→ **REQUIREMENT**
Report back every line below that carries the word "using".

Extracted data entries

......

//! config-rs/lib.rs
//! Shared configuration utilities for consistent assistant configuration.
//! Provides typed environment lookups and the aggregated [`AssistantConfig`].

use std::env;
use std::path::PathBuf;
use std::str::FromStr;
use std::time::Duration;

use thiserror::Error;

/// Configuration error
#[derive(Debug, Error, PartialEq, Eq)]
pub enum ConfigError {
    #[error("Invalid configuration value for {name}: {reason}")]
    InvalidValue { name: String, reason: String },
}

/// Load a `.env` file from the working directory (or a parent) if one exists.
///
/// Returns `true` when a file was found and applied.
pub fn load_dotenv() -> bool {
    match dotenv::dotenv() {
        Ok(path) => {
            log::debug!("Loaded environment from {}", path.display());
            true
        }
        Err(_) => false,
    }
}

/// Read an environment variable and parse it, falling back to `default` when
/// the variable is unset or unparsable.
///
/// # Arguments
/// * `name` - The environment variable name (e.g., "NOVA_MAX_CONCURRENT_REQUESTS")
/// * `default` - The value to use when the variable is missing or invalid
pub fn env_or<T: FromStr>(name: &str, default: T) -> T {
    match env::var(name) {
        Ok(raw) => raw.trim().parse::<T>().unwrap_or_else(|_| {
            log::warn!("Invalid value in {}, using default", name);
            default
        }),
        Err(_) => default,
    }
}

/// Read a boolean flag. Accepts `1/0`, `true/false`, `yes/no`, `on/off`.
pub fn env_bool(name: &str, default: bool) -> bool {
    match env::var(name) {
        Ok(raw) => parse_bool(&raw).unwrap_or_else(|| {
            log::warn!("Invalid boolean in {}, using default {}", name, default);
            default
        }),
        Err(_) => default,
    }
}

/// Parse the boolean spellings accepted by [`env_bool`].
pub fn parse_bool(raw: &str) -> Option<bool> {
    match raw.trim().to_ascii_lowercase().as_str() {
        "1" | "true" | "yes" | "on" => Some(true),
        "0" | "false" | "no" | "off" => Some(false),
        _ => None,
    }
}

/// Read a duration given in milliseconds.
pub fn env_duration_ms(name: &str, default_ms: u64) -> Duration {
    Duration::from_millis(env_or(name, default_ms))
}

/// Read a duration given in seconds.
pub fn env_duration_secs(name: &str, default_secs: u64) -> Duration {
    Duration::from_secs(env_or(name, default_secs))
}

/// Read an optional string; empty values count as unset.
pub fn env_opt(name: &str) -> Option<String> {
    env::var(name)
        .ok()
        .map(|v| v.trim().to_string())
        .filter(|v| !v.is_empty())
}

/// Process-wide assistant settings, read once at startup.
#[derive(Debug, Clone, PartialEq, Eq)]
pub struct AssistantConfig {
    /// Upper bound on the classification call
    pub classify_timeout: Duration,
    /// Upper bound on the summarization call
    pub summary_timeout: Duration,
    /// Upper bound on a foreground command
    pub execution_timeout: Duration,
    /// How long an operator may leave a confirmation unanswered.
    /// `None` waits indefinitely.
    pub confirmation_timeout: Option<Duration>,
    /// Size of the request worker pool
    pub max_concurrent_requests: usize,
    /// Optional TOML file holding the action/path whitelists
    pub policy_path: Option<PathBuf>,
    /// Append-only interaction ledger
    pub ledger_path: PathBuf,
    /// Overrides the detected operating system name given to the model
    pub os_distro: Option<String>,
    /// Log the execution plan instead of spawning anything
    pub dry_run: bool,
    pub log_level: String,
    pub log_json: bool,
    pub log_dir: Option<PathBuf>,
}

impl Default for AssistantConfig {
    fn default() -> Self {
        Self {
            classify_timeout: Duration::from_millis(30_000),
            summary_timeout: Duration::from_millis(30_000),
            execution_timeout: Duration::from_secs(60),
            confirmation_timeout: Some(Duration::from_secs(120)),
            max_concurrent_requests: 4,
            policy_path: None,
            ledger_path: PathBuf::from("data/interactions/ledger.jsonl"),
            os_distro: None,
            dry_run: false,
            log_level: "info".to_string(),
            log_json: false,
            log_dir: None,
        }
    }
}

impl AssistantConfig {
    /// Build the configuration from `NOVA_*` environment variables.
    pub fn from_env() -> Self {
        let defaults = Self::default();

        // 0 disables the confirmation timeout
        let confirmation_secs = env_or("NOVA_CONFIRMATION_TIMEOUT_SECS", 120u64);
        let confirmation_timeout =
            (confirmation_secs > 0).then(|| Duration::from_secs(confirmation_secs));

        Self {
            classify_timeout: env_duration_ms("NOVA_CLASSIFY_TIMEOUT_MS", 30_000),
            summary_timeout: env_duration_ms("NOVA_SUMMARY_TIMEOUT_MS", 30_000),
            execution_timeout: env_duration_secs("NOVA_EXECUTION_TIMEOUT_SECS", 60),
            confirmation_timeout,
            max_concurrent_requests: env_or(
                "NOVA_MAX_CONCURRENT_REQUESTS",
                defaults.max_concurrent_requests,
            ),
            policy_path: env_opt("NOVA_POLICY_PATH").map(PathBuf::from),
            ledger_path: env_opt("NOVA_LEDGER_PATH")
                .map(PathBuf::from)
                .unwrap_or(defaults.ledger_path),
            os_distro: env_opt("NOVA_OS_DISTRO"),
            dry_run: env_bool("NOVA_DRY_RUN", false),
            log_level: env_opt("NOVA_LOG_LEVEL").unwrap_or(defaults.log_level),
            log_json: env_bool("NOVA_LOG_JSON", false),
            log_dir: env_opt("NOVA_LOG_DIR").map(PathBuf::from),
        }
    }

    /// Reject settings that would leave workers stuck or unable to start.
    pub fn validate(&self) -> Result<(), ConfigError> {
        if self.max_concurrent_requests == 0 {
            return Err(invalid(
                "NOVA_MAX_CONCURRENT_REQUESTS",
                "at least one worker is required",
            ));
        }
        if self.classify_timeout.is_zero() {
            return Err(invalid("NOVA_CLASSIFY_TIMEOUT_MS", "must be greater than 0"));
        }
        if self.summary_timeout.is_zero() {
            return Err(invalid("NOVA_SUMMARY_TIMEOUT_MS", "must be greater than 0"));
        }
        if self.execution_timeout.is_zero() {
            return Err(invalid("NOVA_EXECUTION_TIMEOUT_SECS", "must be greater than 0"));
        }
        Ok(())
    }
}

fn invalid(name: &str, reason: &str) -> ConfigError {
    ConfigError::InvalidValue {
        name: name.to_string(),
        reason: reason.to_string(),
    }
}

......

→ **YOUR SOLUTION**
            log::warn!("Invalid value in {}, using default", name);
            log::warn!("Invalid boolean in {}, using default {}", name, default);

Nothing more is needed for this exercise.